Content starts

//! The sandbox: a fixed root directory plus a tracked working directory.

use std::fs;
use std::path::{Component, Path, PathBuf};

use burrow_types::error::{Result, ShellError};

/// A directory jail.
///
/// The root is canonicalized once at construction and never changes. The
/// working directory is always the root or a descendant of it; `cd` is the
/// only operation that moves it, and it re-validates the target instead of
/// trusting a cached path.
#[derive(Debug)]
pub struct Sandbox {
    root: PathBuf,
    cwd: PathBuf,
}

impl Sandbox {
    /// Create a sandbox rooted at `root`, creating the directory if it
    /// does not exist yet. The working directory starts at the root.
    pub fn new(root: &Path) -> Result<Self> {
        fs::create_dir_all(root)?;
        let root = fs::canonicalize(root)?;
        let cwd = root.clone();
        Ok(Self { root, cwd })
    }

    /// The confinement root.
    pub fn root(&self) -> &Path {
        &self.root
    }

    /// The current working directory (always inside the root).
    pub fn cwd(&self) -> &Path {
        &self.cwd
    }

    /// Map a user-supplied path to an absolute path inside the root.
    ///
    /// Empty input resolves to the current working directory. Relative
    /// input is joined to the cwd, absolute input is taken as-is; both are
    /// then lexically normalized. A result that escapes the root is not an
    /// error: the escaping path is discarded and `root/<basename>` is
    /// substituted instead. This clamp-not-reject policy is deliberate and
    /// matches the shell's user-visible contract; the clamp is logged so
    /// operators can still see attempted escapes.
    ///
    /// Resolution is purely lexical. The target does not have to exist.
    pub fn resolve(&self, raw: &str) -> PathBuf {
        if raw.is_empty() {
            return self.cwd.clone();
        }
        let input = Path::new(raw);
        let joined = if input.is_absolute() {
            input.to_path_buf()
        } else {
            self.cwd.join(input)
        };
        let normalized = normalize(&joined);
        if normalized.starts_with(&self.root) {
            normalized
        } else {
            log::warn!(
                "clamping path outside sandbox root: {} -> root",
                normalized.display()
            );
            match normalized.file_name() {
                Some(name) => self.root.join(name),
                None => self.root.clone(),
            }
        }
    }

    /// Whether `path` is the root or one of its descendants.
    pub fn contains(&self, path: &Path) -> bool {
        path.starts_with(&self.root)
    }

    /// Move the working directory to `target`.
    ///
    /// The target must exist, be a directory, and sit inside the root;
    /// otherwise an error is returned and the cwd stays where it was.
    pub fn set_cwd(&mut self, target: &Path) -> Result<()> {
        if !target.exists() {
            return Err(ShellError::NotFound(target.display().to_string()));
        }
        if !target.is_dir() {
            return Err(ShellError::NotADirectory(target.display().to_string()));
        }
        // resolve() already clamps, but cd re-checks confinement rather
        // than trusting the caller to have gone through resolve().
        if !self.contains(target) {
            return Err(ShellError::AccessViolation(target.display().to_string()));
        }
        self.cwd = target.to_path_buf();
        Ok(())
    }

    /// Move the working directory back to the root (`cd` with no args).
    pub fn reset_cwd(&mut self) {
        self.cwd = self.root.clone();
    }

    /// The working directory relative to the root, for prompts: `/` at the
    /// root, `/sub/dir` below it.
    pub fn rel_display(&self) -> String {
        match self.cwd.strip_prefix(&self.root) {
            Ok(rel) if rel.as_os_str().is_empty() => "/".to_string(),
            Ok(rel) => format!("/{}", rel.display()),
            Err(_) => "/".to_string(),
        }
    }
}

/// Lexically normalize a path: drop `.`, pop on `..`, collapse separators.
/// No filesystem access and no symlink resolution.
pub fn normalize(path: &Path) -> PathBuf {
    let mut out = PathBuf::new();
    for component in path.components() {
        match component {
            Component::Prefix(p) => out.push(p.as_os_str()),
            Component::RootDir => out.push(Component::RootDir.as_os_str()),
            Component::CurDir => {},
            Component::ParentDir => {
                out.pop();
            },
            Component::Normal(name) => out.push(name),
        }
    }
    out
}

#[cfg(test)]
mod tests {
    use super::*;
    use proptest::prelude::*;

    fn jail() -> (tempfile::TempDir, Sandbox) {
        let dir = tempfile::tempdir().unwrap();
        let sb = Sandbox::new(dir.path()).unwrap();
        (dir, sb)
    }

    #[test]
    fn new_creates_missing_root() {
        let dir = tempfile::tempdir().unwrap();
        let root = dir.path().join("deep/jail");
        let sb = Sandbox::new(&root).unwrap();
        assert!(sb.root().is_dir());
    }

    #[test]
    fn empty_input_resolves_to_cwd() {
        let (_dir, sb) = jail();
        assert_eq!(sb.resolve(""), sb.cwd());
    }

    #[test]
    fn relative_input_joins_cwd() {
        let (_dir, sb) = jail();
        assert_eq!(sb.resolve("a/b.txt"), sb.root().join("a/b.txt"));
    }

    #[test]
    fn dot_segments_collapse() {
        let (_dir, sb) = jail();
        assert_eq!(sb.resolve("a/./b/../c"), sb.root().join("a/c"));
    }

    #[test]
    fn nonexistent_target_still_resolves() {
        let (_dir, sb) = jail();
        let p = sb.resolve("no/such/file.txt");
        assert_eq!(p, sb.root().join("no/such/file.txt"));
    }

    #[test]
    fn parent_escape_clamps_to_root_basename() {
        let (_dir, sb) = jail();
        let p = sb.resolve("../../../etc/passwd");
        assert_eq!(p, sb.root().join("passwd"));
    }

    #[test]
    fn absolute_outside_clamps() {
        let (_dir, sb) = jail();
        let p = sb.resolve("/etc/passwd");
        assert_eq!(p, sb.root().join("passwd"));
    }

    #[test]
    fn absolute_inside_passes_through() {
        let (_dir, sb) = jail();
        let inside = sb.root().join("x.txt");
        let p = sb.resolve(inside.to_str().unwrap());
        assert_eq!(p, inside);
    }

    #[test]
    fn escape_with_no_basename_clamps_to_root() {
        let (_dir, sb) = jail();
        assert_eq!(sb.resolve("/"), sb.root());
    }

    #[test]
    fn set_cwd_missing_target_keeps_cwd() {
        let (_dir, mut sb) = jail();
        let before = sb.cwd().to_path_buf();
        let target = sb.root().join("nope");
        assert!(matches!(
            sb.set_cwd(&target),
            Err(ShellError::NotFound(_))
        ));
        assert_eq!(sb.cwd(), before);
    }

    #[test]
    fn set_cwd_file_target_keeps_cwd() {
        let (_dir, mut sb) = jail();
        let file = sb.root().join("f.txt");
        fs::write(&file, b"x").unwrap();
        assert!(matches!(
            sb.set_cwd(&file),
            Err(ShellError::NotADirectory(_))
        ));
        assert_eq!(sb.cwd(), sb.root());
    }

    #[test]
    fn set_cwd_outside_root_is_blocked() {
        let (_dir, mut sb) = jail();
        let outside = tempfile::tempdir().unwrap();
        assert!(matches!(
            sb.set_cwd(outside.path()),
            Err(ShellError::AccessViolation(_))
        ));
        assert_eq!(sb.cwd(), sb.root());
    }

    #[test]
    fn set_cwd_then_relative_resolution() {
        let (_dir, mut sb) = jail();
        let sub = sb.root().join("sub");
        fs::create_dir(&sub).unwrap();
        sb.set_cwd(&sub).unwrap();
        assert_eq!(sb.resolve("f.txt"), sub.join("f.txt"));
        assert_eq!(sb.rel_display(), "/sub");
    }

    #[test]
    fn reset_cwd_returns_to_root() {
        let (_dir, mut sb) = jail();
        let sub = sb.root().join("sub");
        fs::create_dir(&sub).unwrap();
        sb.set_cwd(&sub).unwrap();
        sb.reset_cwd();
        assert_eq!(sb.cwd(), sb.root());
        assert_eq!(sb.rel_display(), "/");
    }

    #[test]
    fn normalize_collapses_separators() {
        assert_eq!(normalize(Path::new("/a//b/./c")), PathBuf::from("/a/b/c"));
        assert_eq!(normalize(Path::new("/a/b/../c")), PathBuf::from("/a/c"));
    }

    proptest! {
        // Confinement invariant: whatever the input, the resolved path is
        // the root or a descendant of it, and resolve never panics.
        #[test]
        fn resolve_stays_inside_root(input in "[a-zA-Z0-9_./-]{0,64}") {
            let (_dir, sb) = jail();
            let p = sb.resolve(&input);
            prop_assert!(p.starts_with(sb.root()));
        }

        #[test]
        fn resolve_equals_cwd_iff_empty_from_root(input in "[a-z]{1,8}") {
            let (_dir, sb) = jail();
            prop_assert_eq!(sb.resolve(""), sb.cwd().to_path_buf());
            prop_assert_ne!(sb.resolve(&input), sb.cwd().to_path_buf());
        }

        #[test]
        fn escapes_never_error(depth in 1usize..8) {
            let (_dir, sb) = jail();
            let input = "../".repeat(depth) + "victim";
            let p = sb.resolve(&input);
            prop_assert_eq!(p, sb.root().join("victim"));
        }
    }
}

Content ends
Content starts

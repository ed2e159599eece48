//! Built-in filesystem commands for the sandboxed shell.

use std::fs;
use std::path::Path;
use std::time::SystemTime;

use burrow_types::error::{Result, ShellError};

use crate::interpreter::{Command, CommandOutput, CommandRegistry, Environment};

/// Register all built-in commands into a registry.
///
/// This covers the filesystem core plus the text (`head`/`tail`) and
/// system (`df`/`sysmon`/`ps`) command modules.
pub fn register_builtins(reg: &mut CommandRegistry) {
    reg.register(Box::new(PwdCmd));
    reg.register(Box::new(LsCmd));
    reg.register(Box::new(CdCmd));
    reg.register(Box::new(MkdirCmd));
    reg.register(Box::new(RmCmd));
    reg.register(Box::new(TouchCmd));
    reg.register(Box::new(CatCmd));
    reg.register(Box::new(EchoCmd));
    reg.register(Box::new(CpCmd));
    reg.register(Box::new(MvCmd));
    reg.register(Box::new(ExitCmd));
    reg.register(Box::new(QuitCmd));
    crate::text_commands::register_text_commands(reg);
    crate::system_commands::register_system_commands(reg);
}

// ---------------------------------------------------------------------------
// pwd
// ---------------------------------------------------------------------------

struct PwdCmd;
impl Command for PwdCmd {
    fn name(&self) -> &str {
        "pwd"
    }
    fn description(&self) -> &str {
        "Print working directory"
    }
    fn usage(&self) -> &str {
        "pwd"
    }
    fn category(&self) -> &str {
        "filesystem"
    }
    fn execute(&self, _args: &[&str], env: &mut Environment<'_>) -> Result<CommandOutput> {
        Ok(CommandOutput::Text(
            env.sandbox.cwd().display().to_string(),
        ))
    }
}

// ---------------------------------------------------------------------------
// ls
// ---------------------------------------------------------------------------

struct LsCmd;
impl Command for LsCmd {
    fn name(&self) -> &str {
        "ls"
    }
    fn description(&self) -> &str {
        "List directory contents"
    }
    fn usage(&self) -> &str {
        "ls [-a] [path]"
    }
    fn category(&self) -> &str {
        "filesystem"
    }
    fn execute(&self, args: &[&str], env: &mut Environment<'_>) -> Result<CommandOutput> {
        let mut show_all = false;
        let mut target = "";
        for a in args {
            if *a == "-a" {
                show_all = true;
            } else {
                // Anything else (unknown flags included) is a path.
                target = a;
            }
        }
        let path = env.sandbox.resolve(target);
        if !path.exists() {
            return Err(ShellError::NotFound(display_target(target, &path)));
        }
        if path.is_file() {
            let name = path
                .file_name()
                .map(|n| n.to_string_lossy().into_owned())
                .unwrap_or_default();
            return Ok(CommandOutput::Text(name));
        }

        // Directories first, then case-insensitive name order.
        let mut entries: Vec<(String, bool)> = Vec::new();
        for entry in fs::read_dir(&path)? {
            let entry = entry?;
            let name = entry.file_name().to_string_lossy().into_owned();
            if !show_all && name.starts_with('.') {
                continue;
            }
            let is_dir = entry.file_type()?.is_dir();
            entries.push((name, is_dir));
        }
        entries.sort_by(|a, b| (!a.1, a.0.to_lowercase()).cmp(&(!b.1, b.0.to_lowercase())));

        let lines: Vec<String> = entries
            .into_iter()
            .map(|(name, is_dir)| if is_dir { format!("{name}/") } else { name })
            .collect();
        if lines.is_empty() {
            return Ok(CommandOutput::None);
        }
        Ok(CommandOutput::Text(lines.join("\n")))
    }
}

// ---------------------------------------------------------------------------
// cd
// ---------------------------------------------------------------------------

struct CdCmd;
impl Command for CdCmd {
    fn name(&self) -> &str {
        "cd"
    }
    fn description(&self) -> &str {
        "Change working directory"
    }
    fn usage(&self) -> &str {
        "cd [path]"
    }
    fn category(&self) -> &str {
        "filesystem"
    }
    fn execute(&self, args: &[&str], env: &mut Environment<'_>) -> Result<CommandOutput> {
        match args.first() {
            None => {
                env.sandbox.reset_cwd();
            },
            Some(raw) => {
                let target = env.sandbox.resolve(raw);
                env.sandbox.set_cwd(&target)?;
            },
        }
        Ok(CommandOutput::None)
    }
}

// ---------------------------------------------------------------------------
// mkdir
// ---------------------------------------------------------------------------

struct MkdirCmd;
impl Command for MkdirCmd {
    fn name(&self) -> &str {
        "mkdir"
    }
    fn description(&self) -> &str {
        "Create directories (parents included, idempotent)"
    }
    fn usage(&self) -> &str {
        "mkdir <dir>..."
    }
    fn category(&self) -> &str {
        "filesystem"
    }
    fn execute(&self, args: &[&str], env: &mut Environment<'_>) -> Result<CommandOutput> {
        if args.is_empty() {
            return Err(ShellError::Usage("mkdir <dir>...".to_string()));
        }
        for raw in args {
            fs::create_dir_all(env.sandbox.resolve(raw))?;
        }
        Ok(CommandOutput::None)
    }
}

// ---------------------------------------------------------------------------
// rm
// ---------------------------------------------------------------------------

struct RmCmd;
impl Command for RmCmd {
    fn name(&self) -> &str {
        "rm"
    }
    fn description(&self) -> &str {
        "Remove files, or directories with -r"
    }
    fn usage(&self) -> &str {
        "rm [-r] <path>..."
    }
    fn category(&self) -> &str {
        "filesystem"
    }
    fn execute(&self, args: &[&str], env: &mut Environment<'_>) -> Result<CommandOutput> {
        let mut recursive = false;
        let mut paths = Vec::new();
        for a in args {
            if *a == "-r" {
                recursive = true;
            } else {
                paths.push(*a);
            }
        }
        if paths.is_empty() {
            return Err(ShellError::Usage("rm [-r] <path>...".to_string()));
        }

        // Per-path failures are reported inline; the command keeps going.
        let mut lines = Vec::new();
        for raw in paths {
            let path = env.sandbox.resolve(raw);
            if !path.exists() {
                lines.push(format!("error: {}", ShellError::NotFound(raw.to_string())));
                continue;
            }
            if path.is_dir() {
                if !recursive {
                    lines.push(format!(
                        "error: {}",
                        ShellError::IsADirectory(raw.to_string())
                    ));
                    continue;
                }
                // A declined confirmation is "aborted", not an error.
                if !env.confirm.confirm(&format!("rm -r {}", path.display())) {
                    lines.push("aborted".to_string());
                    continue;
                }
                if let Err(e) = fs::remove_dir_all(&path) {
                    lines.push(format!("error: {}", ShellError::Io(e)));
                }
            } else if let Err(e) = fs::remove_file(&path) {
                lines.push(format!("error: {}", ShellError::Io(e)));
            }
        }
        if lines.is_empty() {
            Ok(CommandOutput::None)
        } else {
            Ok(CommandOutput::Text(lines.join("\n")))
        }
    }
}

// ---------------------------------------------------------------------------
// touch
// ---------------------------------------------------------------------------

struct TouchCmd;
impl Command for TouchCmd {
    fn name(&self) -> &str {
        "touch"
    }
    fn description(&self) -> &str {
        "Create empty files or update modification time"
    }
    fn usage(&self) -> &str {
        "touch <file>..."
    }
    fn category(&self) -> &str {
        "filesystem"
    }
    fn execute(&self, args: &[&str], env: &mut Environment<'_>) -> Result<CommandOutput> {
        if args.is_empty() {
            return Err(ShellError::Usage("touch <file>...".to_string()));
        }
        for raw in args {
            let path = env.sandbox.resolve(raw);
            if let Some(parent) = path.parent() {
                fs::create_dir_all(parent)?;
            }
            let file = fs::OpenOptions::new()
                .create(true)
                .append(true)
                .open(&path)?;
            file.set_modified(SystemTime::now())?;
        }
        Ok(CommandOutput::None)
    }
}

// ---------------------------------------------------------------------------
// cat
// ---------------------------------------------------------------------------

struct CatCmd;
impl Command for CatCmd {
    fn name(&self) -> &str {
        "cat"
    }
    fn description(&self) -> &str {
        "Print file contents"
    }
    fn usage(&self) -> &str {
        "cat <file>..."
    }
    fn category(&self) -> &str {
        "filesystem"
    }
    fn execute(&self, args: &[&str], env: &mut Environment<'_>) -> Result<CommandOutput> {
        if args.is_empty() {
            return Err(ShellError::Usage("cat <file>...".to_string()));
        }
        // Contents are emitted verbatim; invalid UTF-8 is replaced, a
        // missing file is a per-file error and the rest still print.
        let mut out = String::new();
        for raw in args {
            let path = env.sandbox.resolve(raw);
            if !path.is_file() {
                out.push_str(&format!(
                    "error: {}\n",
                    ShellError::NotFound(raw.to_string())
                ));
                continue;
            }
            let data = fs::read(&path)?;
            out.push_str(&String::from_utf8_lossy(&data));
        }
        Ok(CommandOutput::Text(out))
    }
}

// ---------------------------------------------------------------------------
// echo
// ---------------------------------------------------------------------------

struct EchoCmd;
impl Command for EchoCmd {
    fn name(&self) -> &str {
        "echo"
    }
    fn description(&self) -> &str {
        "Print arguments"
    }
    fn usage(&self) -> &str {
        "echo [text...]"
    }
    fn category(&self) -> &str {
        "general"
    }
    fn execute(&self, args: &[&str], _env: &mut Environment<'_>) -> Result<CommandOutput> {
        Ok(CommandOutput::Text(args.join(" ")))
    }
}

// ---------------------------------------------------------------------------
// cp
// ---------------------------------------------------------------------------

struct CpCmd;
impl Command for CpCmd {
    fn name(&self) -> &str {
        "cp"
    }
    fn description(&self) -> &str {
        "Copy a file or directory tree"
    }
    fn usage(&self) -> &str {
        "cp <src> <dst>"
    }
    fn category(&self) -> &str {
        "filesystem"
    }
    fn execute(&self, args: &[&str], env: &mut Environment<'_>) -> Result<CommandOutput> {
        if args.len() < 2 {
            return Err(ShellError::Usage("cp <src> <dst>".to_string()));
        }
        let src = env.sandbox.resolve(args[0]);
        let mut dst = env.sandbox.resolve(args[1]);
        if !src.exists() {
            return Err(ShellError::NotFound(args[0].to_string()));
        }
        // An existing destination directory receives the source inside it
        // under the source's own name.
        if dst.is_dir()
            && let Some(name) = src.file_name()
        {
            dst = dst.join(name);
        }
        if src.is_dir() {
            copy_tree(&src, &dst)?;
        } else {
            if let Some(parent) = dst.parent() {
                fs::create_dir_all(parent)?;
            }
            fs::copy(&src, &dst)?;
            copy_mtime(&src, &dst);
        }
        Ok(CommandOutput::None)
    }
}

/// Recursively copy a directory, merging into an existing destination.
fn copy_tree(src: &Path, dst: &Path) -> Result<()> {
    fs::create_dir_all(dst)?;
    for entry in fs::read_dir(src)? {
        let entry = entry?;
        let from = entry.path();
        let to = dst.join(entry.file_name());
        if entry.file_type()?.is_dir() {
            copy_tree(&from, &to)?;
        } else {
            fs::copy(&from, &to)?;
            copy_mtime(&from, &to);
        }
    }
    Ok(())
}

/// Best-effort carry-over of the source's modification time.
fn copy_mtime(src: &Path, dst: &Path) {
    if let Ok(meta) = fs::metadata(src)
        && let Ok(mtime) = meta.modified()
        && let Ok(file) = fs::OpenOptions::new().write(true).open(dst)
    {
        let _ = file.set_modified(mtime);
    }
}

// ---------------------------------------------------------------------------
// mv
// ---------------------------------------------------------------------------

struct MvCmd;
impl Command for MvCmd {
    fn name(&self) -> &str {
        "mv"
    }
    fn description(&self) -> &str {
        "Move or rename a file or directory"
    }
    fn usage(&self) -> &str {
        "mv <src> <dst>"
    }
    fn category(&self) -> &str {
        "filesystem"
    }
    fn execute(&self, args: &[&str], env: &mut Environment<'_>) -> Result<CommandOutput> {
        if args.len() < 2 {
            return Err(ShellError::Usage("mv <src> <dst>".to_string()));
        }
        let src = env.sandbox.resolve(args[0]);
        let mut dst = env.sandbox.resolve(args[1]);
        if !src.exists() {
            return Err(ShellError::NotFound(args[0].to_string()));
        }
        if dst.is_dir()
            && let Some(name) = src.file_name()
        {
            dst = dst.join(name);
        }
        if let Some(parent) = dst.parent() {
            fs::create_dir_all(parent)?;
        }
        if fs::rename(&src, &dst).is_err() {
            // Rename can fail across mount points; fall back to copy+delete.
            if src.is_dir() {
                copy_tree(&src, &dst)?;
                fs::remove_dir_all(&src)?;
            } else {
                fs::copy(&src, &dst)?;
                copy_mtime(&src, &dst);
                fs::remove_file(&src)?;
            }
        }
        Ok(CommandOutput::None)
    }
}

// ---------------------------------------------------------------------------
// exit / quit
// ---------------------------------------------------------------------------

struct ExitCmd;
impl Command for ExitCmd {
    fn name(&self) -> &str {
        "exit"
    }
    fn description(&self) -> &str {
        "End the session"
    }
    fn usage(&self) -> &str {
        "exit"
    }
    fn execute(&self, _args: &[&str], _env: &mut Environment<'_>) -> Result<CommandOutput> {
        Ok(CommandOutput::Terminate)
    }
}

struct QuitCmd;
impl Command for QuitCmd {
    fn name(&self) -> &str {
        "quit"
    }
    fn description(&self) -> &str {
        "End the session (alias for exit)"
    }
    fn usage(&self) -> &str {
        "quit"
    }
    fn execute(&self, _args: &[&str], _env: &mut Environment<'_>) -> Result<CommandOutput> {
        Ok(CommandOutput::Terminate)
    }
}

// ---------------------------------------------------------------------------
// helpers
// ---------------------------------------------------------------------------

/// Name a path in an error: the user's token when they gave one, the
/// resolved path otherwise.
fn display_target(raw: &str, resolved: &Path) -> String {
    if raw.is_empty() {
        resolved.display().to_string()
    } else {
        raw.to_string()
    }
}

Content ends

WHAT TO DO —
Give the number of lines in the data that contain the string "contains", and nothing else.

SOLUTION FOR THIS PROBLEM —
2